- [What to produce] Which lines of the records contain the word "Paused"? Show each of them.

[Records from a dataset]
▼
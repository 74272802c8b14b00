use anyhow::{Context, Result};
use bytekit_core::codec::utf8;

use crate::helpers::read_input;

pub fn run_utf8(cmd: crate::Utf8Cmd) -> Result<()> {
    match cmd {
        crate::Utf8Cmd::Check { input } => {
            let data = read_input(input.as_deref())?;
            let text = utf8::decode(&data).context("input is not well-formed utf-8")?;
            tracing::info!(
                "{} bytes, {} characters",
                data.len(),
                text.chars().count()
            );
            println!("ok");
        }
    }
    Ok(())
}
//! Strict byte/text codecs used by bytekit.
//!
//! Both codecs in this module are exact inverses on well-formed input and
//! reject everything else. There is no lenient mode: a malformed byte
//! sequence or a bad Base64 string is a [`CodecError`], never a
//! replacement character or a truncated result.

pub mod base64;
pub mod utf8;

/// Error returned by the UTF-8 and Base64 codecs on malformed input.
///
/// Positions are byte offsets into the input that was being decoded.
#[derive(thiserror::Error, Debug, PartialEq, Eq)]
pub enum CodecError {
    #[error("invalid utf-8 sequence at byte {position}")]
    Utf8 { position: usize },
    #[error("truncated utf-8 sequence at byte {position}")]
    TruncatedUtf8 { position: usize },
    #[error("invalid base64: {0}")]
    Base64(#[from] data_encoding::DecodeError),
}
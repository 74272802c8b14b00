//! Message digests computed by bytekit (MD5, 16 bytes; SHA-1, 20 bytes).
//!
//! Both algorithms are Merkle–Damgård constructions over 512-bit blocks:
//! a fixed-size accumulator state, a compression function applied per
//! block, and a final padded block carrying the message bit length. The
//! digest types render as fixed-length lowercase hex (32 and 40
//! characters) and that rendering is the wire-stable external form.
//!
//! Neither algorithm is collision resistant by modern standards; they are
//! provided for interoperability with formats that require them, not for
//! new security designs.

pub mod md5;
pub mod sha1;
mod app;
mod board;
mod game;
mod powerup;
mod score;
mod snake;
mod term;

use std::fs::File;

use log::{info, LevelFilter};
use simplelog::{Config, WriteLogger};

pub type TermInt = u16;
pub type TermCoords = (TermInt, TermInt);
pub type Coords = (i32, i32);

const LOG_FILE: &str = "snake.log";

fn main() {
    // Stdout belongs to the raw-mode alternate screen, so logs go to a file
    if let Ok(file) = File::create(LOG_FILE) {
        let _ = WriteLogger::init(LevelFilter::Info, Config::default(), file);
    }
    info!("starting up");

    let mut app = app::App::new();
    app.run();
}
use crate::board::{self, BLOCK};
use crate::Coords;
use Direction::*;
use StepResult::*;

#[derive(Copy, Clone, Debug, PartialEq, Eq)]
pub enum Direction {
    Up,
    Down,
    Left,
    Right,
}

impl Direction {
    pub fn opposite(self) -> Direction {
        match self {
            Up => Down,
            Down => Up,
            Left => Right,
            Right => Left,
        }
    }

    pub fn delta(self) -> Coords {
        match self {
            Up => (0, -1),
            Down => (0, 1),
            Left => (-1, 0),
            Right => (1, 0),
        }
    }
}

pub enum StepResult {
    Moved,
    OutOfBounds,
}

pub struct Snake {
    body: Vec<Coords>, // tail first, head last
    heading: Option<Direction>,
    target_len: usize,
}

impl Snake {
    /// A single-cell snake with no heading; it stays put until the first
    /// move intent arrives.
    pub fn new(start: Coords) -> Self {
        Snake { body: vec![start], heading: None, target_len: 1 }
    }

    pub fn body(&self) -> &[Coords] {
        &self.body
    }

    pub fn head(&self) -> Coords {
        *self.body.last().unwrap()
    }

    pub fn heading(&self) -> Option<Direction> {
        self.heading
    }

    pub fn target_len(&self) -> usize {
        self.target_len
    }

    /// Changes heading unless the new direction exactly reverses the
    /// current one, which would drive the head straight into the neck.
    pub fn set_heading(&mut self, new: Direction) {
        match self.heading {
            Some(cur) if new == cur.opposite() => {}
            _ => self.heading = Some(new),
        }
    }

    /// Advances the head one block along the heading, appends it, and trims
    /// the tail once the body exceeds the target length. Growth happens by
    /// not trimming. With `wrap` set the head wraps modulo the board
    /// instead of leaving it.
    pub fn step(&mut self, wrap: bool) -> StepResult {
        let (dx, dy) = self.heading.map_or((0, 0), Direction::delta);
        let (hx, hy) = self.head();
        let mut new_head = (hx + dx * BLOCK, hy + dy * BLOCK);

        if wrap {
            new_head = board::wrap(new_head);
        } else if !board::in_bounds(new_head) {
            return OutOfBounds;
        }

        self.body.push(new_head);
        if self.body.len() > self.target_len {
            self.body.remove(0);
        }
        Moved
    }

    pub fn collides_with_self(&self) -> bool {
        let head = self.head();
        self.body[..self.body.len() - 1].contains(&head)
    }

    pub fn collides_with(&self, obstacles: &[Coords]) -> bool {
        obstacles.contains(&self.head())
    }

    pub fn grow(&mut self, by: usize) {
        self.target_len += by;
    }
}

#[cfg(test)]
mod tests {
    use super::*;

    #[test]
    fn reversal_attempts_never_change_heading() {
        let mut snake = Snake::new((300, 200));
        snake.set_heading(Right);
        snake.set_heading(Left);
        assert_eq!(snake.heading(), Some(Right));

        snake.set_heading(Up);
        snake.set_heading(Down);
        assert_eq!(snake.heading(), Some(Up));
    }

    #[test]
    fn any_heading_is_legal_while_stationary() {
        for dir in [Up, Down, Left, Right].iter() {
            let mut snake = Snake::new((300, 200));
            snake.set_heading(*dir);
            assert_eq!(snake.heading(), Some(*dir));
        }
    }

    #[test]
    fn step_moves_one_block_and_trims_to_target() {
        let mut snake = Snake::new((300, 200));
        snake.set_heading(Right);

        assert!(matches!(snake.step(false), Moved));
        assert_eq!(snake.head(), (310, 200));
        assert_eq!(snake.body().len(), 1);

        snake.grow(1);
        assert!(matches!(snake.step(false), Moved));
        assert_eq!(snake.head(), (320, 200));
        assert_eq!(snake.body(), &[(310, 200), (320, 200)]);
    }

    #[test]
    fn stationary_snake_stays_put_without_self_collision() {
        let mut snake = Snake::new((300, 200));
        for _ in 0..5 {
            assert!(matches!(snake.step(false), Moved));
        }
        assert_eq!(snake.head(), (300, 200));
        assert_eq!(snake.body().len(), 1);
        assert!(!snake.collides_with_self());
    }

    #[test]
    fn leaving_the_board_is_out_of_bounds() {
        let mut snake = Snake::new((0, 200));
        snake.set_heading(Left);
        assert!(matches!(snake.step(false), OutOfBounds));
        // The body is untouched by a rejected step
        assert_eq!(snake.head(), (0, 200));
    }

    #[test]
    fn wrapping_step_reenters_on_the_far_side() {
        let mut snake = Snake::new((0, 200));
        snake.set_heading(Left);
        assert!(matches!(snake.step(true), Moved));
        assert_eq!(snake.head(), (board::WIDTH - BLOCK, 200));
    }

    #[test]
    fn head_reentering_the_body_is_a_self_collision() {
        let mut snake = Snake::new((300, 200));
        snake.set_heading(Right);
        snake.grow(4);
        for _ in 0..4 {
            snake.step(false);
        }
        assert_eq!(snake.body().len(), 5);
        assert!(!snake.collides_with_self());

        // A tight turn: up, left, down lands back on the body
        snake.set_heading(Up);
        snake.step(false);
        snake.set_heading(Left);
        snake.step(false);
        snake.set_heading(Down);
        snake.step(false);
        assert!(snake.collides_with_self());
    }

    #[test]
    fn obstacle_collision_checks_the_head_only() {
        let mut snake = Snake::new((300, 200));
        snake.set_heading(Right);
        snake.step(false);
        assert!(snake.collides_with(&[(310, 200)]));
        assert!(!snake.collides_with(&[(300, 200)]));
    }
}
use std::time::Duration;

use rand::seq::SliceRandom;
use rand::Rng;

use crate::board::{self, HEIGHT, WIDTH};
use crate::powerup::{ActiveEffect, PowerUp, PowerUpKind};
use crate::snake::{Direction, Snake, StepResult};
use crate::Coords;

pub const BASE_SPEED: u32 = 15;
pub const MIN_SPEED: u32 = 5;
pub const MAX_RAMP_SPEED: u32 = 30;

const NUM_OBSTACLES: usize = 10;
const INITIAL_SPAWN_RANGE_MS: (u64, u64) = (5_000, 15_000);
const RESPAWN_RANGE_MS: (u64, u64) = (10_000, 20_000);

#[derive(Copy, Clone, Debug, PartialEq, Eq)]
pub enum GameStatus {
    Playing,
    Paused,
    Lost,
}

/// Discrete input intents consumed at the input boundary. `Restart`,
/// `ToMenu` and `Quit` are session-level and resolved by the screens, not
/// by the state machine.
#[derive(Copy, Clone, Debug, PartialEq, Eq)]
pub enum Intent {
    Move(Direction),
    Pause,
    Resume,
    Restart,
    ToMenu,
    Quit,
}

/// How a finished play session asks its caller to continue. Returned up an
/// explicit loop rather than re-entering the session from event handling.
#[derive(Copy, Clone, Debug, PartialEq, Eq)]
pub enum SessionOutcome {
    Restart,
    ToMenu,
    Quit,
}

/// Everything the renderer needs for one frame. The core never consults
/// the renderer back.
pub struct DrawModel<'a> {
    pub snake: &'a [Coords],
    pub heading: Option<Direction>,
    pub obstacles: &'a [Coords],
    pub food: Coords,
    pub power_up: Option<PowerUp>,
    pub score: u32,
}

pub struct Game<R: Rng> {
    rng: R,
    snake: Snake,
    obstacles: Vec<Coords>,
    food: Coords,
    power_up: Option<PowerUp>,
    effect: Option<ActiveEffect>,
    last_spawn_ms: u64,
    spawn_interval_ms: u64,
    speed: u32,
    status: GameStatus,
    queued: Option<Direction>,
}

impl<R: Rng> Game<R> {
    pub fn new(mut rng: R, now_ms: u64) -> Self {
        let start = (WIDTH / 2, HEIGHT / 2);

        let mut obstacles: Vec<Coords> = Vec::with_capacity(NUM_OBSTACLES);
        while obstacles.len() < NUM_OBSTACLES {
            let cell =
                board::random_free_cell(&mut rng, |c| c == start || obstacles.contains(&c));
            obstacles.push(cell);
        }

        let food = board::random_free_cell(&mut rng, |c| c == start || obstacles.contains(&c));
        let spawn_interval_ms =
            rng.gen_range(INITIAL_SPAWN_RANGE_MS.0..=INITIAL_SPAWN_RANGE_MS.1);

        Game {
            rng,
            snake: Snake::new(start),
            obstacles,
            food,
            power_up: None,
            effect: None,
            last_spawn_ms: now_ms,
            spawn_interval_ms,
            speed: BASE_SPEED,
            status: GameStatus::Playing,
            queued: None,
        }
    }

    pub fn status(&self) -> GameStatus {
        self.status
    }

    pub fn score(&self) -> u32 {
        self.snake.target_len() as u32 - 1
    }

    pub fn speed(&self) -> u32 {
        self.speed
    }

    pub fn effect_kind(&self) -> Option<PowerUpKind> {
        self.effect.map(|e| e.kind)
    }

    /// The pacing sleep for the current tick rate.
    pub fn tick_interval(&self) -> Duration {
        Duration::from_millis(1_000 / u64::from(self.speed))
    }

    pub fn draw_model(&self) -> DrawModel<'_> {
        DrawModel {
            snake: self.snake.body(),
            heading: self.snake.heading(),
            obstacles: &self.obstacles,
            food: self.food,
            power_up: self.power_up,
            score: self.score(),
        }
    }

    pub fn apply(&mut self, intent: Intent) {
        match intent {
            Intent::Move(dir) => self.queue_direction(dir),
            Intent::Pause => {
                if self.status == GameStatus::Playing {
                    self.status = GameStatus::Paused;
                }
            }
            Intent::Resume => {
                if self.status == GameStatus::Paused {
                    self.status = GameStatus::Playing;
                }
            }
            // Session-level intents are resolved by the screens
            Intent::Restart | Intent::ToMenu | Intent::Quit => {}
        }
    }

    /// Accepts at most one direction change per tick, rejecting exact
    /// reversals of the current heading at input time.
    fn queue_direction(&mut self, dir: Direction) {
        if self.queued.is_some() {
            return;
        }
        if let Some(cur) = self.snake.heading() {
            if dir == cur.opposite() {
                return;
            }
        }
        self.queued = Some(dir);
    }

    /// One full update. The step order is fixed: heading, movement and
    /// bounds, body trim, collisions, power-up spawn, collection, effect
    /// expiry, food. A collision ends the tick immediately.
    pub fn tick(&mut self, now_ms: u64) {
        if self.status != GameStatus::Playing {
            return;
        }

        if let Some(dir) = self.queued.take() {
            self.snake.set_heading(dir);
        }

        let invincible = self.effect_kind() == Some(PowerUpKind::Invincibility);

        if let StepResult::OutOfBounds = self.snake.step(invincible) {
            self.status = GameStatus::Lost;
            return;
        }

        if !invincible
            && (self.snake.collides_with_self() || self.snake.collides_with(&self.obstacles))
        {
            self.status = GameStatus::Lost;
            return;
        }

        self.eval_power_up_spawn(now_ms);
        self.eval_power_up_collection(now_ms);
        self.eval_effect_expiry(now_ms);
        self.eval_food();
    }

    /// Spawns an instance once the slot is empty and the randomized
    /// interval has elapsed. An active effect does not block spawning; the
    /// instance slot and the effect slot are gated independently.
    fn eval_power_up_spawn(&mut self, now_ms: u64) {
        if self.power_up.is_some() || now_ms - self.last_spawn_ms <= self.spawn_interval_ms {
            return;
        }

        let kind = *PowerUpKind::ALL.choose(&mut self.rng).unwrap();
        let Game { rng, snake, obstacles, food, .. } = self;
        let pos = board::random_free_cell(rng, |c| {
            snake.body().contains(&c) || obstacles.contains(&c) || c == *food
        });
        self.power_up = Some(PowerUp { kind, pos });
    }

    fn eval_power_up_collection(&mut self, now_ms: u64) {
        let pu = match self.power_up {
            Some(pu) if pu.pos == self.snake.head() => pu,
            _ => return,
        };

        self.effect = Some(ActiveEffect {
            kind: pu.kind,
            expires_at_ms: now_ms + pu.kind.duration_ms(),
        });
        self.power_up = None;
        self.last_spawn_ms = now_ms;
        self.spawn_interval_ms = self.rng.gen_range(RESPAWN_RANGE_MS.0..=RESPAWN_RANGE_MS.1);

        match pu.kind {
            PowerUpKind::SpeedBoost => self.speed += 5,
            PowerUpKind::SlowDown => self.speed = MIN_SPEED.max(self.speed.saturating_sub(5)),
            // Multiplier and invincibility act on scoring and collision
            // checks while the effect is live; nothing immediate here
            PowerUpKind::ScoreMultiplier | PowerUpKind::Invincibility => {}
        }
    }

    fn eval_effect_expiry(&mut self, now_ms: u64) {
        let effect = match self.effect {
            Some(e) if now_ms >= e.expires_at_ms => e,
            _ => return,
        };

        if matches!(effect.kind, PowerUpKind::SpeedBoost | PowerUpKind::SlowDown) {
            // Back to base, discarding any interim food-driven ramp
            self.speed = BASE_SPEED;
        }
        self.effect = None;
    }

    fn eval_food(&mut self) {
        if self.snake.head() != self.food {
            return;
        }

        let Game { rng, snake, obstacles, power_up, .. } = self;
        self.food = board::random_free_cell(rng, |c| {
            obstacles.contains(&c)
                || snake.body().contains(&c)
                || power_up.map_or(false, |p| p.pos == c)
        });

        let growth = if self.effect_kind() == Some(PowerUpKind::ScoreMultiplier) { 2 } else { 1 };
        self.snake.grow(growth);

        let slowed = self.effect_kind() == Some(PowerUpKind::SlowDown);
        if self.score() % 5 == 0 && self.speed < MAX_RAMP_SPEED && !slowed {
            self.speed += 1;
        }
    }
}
▲
- [Result]
    Paused,
                    self.status = GameStatus::Paused;
                if self.status == GameStatus::Paused {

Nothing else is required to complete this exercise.